DIRECTIONS FOR THIS TASK: Check the material that follows for the word "SchedulerConfig" and say how many lines contain it, with no other words.

DATASET:
————————
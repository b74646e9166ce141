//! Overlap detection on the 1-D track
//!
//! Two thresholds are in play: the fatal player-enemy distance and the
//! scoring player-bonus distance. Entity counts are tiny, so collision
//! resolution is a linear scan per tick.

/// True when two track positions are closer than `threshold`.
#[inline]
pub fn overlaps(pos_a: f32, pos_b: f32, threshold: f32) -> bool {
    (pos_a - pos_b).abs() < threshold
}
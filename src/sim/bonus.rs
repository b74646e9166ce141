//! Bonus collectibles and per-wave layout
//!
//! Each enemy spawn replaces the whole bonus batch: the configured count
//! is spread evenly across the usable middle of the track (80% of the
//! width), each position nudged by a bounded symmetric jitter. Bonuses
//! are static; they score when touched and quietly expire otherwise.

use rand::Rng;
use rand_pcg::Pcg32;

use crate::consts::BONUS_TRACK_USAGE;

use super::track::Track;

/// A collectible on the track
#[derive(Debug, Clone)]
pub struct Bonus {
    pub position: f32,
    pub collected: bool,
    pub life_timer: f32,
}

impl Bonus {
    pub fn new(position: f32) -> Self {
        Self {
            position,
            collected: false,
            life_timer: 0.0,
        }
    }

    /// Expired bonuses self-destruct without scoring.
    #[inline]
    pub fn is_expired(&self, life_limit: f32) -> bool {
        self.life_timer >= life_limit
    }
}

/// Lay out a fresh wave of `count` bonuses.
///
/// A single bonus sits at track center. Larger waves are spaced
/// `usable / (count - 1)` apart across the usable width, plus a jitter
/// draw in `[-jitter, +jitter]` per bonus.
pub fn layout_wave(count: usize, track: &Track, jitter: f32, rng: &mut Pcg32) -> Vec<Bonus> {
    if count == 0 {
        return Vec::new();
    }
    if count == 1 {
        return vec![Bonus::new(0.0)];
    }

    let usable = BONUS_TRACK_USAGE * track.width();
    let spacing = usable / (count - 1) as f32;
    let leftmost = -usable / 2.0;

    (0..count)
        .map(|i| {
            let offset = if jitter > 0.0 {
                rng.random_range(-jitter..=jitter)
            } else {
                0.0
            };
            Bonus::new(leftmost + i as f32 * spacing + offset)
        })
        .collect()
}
————————
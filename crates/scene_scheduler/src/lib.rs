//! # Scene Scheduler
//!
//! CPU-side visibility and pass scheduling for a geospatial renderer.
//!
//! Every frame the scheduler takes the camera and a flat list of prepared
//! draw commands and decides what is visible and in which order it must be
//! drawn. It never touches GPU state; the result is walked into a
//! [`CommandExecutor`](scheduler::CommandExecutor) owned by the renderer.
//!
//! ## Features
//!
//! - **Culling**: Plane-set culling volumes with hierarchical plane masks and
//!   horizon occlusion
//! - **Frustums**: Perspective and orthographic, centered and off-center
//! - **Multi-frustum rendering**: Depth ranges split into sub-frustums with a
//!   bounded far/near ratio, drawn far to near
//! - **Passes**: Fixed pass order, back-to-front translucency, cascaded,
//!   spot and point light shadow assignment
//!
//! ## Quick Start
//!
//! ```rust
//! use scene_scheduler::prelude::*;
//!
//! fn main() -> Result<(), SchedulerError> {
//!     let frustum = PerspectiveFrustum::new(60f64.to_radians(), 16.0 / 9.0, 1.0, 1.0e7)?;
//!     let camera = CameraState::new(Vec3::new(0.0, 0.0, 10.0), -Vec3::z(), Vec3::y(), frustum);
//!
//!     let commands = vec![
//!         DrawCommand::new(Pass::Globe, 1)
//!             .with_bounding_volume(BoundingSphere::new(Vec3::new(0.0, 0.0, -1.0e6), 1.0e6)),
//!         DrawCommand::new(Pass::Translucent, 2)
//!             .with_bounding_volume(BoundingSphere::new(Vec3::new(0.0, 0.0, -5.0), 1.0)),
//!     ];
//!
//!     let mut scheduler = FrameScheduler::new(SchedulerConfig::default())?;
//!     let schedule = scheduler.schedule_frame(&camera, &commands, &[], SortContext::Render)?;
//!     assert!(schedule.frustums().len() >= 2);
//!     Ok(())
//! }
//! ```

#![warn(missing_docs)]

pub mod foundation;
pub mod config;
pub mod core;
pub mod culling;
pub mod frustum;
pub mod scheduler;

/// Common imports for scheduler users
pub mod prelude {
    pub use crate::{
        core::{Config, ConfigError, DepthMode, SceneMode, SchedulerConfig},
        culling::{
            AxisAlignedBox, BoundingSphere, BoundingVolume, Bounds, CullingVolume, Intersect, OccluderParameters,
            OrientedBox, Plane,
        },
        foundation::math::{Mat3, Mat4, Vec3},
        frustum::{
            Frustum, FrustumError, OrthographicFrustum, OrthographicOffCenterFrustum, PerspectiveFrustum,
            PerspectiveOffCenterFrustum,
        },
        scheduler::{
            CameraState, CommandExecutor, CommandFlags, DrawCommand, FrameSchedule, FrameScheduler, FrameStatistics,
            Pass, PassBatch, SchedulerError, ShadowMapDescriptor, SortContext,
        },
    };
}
————————
RESPONSE BOX: 2